High-Risk Data Areas
Customer Data
Customer master data is critical for integration. Common issues:
- Duplicate customer records (average: 10-15% in most systems)
- Inconsistent naming conventions
- Missing or invalid contact information
- No clear golden record when customers exist in multiple systems
Product Data
Product and pricing data integration challenges:
- Different product hierarchies that don't map cleanly
- Historical pricing data gaps
- SKU proliferation and rationalization needs
Financial Data
Financial data quality issues that impact close:
- Revenue recognition inconsistencies
- Chart of accounts mapping challenges
- Inter-company transaction complexity
Quantifying Data Quality Impact
Data quality issues have real costs:
- Integration delays: Each major data quality issue adds 2-4 weeks to integration timelines
- Remediation costs: Data cleansing and normalization projects typically cost $100K-$500K
- Ongoing operational costs: Poor data quality creates ongoing manual work and errors
- Analytics impact: Unreliable data means unreliable insights and decisions
Case Study: The Customer Data Disaster
A strategic acquirer purchased a competitor to consolidate customer relationships.
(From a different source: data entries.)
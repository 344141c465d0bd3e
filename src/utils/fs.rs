//! Filesystem helpers: bounded reads and content hashing

use sha2::{Digest, Sha256};
use std::io;
use std::path::Path;
use std::sync::mpsc;
use std::thread;
use std::time::Duration;

/// Read a file with an optional timeout
///
/// Returns `Ok(None)` when the read did not finish within the timeout. The
/// reading thread is detached; its result is discarded after the deadline.
pub fn read_with_timeout(path: &Path, timeout: Option<Duration>) -> io::Result<Option<Vec<u8>>> {
    let Some(timeout) = timeout else {
        return std::fs::read(path).map(Some);
    };

    let (sender, receiver) = mpsc::channel();
    let owned = path.to_path_buf();
    thread::spawn(move || {
        let _ = sender.send(std::fs::read(&owned));
    });

    match receiver.recv_timeout(timeout) {
        Ok(Ok(bytes)) => Ok(Some(bytes)),
        Ok(Err(err)) => Err(err),
        Err(_) => Ok(None),
    }
}

/// Hex-encoded SHA-256 of the given bytes
pub fn sha256_hex(bytes: &[u8]) -> String {
    let mut hasher = Sha256::new();
    hasher.update(bytes);
    hex::encode(hasher.finalize())
}
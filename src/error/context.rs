//! Error context utilities for Scribe
//!
//! This module provides utilities for adding context to errors and handling
//! errors in a consistent way throughout the application.

use crate::error::{Result, ScribeError};
use std::path::Path;

/// Extension trait for Result to add context to errors
pub trait ResultExt<T, E> {
    /// Add context to an error with a custom message
    fn with_context<C, F>(self, context: F) -> Result<T>
    where
        F: FnOnce() -> C,
        C: std::fmt::Display;

    /// Add file context to an error
    fn with_file_context<P: AsRef<Path>>(self, path: P) -> Result<T>;
}

impl<T, E> ResultExt<T, E> for std::result::Result<T, E>
where
    E: std::error::Error + 'static,
{
    fn with_context<C, F>(self, context: F) -> Result<T>
    where
        F: FnOnce() -> C,
        C: std::fmt::Display,
    {
        self.map_err(|err| ScribeError::Pipeline {
            message: format!("{}: {}", context(), err),
        })
    }

    fn with_file_context<P: AsRef<Path>>(self, path: P) -> Result<T> {
        self.map_err(|err| ScribeError::Pipeline {
            message: format!("{}: {}", path.as_ref().display(), err),
        })
    }
}

/// Extension trait for Option to convert to Result with a custom error
pub trait OptionExt<T> {
    /// Convert Option to Result with a custom error message
    fn ok_or_error<F>(self, err_fn: F) -> Result<T>
    where
        F: FnOnce() -> ScribeError;
}

impl<T> OptionExt<T> for Option<T> {
    fn ok_or_error<F>(self, err_fn: F) -> Result<T>
    where
        F: FnOnce() -> ScribeError,
    {
        self.ok_or_else(err_fn)
    }
}

/// Handle an error based on its severity
///
/// - Warning: Log the error and return None
/// - Error: Log the error and return None
/// - Critical: Log the error and return Some(error)
pub fn handle_error(err: ScribeError) -> Option<ScribeError> {
    let severity = err.severity();
    let message = err.user_message();

    match severity {
        crate::error::types::ErrorSeverity::Warning => {
            eprintln!("Warning: {}", message);
            None
        }
        crate::error::types::ErrorSeverity::Error => {
            eprintln!("Error: {}", message);
            None
        }
        crate::error::types::ErrorSeverity::Critical => {
            eprintln!("Critical Error: {}", message);
            Some(err)
        }
    }
}
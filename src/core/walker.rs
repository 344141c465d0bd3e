//! Directory walking functionality
//!
//! Single-threaded, deterministic traversal of the project tree: depth-first
//! with children visited in name-sorted order, symbolic links never followed.
//! Exclude patterns, the depth cap, and the file count cap bound the walk;
//! the size cap bounds hashing cost. An unreadable root is fatal; individual
//! unreadable files are skipped and recorded as warnings.

use crate::core::pipeline::CancelToken;
use crate::error::{Result, ScribeError, Warning, WarningKind};
use crate::models::config::Settings;
use crate::models::descriptor::{FileDescriptor, OVERSIZED_HASH};
use crate::utils::fs::{read_with_timeout, sha256_hex};
use glob::Pattern;
use std::path::{Path, PathBuf};
use std::time::Duration;
use walkdir::WalkDir;

/// Output of a single walk
#[derive(Debug)]
pub struct WalkOutcome {
    /// Descriptors in traversal order, one per visited file
    pub files: Vec<FileDescriptor>,
    /// Per-file skip warnings accumulated during the walk
    pub warnings: Vec<Warning>,
    /// True when the walk was stopped by a cancellation request
    pub cancelled: bool,
}

/// Walker producing the file descriptor stream
pub struct FileWalker {
    settings: Settings,
}

impl FileWalker {
    /// Create a new walker with the given settings
    pub fn new(settings: &Settings) -> Self {
        Self {
            settings: settings.clone(),
        }
    }

    /// Walk the project tree and produce the descriptor stream
    ///
    /// Fails with an access error when the root is missing or unreadable;
    /// everything below that is non-fatal.
    pub fn walk(&self, cancel: &CancelToken) -> Result<WalkOutcome> {
        let root = &self.settings.root_path;

        // An unreadable root aborts the run before any output is produced
        std::fs::read_dir(root).map_err(|err| ScribeError::access_error(root.clone(), err))?;

        let patterns = self.compile_exclude_patterns()?;
        let timeout = self.settings.read_timeout_ms.map(Duration::from_millis);

        let mut files = Vec::new();
        let mut warnings = Vec::new();
        let mut cancelled = false;

        let mut walker = WalkDir::new(root).follow_links(false).sort_by_file_name();
        if let Some(max_depth) = self.settings.max_depth {
            walker = walker.max_depth(max_depth);
        }

        let iter = walker
            .into_iter()
            .filter_entry(|entry| !is_excluded(root, entry.path(), &patterns));

        for entry in iter {
            // Cancellation is cooperative, checked between files
            if cancel.is_cancelled() {
                cancelled = true;
                break;
            }

            let entry = match entry {
                Ok(entry) => entry,
                Err(err) => {
                    let path = err
                        .path()
                        .map(|p| relative_to(root, p))
                        .unwrap_or_else(|| root.clone());
                    warnings.push(Warning::new(
                        path,
                        WarningKind::Unreadable,
                        format!("could not read directory entry: {}", err),
                    ));
                    continue;
                }
            };

            if !entry.file_type().is_file() {
                continue;
            }

            if let Some(cap) = self.settings.max_files {
                if files.len() >= cap {
                    warnings.push(Warning::new(
                        relative_to(root, entry.path()),
                        WarningKind::Truncated,
                        format!("file count cap of {} reached, traversal stopped", cap),
                    ));
                    break;
                }
            }

            let relative = relative_to(root, entry.path());
            let depth = entry.depth();

            let size = match entry.metadata() {
                Ok(metadata) => metadata.len(),
                Err(err) => {
                    warnings.push(Warning::new(
                        relative,
                        WarningKind::Unreadable,
                        format!("could not read file metadata: {}", err),
                    ));
                    continue;
                }
            };

            if size > self.settings.max_file_size {
                warnings.push(Warning::new(
                    relative.clone(),
                    WarningKind::Oversized,
                    format!(
                        "file exceeds size cap ({} > {} bytes), content not hashed",
                        size, self.settings.max_file_size
                    ),
                ));
                files.push(FileDescriptor::new(
                    relative,
                    size,
                    OVERSIZED_HASH.to_string(),
                    depth,
                ));
                continue;
            }

            match read_with_timeout(entry.path(), timeout) {
                Ok(Some(bytes)) => {
                    files.push(FileDescriptor::new(relative, size, sha256_hex(&bytes), depth));
                }
                Ok(None) => {
                    warnings.push(Warning::new(
                        relative,
                        WarningKind::TimedOut,
                        format!(
                            "read did not finish within {} ms, file skipped",
                            self.settings.read_timeout_ms.unwrap_or(0)
                        ),
                    ));
                }
                Err(err) => {
                    warnings.push(Warning::new(
                        relative,
                        WarningKind::Unreadable,
                        format!("could not read file: {}", err),
                    ));
                }
            }
        }

        Ok(WalkOutcome {
            files,
            warnings,
            cancelled,
        })
    }

    /// Compile exclude patterns into glob patterns
    fn compile_exclude_patterns(&self) -> Result<Vec<Pattern>> {
        self.settings
            .exclude_patterns
            .iter()
            .map(|pattern| Pattern::new(pattern).map_err(ScribeError::from))
            .collect()
    }
}

/// Check whether a path matches any exclude pattern
///
/// Patterns are matched against the root-relative path and against each
/// individual component, so a bare name like "node_modules" excludes that
/// directory anywhere in the tree.
fn is_excluded(root: &Path, path: &Path, patterns: &[Pattern]) -> bool {
    if patterns.is_empty() || path == root {
        return false;
    }

    let relative = relative_to(root, path);
    let relative_str = relative.to_string_lossy();

    for pattern in patterns {
        if pattern.matches(&relative_str) {
            return true;
        }
        for component in relative.components() {
            if pattern.matches(&component.as_os_str().to_string_lossy()) {
                return true;
            }
        }
    }
    false
}

fn relative_to(root: &Path, path: &Path) -> PathBuf {
    path.strip_prefix(root)
        .map(|p| p.to_path_buf())
        .unwrap_or_else(|_| path.to_path_buf())
}

#[cfg(test)]
mod tests {
    use super::*;
    use std::fs;
    use tempfile::tempdir;

    fn settings_for(root: &Path) -> Settings {
        Settings {
            root_path: root.to_path_buf(),
            exclude_patterns: vec!["node_modules".to_string()],
            read_timeout_ms: None,
            ..Settings::default()
        }
    }

    #[test]
    fn test_walk_is_sorted_and_relative() {
        let dir = tempdir().unwrap();
        fs::write(dir.path().join("b.txt"), "b").unwrap();
        fs::write(dir.path().join("a.txt"), "a").unwrap();
        fs::create_dir(dir.path().join("src")).unwrap();
        fs::write(dir.path().join("src/main.rs"), "fn main() {}").unwrap();

        let walker = FileWalker::new(&settings_for(dir.path()));
        let outcome = walker.walk(&CancelToken::new()).unwrap();

        let paths: Vec<String> = outcome
            .files
            .iter()
            .map(|fd| fd.path.to_string_lossy().into_owned())
            .collect();
        assert_eq!(paths, vec!["a.txt", "b.txt", "src/main.rs"]);
        assert!(outcome.warnings.is_empty());
        assert!(!outcome.cancelled);
    }

    #[test]
    fn test_excluded_directories_are_pruned() {
        let dir = tempdir().unwrap();
        fs::create_dir(dir.path().join("node_modules")).unwrap();
        fs::write(dir.path().join("node_modules/dep.js"), "x").unwrap();
        fs::write(dir.path().join("index.js"), "x").unwrap();

        let walker = FileWalker::new(&settings_for(dir.path()));
        let outcome = walker.walk(&CancelToken::new()).unwrap();

        assert_eq!(outcome.files.len(), 1);
        assert_eq!(outcome.files[0].path, PathBuf::from("index.js"));
    }

    #[test]
    fn test_oversized_file_gets_sentinel_hash_and_warning() {
        let dir = tempdir().unwrap();
        fs::write(dir.path().join("big.bin"), vec![0u8; 64]).unwrap();

        let mut settings = settings_for(dir.path());
        settings.max_file_size = 16;
        let walker = FileWalker::new(&settings);
        let outcome = walker.walk(&CancelToken::new()).unwrap();

        assert_eq!(outcome.files.len(), 1);
        assert_eq!(outcome.files[0].hash, OVERSIZED_HASH);
        assert_eq!(outcome.warnings.len(), 1);
        assert_eq!(outcome.warnings[0].kind, WarningKind::Oversized);
    }

    #[test]
    fn test_missing_root_is_access_error() {
        let dir = tempdir().unwrap();
        let missing = dir.path().join("does-not-exist");

        let walker = FileWalker::new(&settings_for(&missing));
        let err = walker.walk(&CancelToken::new()).unwrap_err();
        assert!(matches!(err, ScribeError::Access { .. }));
    }

    #[test]
    fn test_file_cap_truncates_with_warning() {
        let dir = tempdir().unwrap();
        for name in ["a.txt", "b.txt", "c.txt"] {
            fs::write(dir.path().join(name), "x").unwrap();
        }

        let mut settings = settings_for(dir.path());
        settings.max_files = Some(2);
        let walker = FileWalker::new(&settings);
        let outcome = walker.walk(&CancelToken::new()).unwrap();

        assert_eq!(outcome.files.len(), 2);
        assert!(outcome
            .warnings
            .iter()
            .any(|w| w.kind == WarningKind::Truncated));
    }

    #[test]
    fn test_cancelled_walk_reports_partial() {
        let dir = tempdir().unwrap();
        fs::write(dir.path().join("a.txt"), "x").unwrap();

        let cancel = CancelToken::new();
        cancel.cancel();

        let walker = FileWalker::new(&settings_for(dir.path()));
        let outcome = walker.walk(&cancel).unwrap();
        assert!(outcome.cancelled);
        assert!(outcome.files.is_empty());
    }

    #[test]
    fn test_invalid_exclude_pattern_is_fatal() {
        let dir = tempdir().unwrap();
        let mut settings = settings_for(dir.path());
        settings.exclude_patterns = vec!["[".to_string()];

        let walker = FileWalker::new(&settings);
        let err = walker.walk(&CancelToken::new()).unwrap_err();
        assert!(matches!(err, ScribeError::GlobPattern { .. }));
    }

    #[test]
    fn test_symlinks_are_not_followed() {
        let dir = tempdir().unwrap();
        fs::create_dir(dir.path().join("real")).unwrap();
        fs::write(dir.path().join("real/file.txt"), "x").unwrap();

        #[cfg(unix)]
        std::os::unix::fs::symlink(dir.path().join("real"), dir.path().join("link")).unwrap();

        let walker = FileWalker::new(&settings_for(dir.path()));
        let outcome = walker.walk(&CancelToken::new()).unwrap();

        // The linked directory is not traversed, so the file appears once
        assert_eq!(
            outcome
                .files
                .iter()
                .filter(|fd| fd.file_name() == "file.txt")
                .count(),
            1
        );
    }
}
The integration plan assumed a 6-month customer migration timeline.
Reality:
- 42% of customer records couldn't be matched automatically
- Customer contact data was 3+ years out of date for 30% of accounts
- Contract terms were stored in unstructured notes, not standardized fields
- Revenue attribution was inconsistent between CRM and billing system
The 6-month integration became 18 months. The data remediation project alone cost $800K. Three major customers were lost during the confusion.
A proper data quality assessment would have identified these issues pre-close, enabling realistic planning and appropriate purchase price adjustment.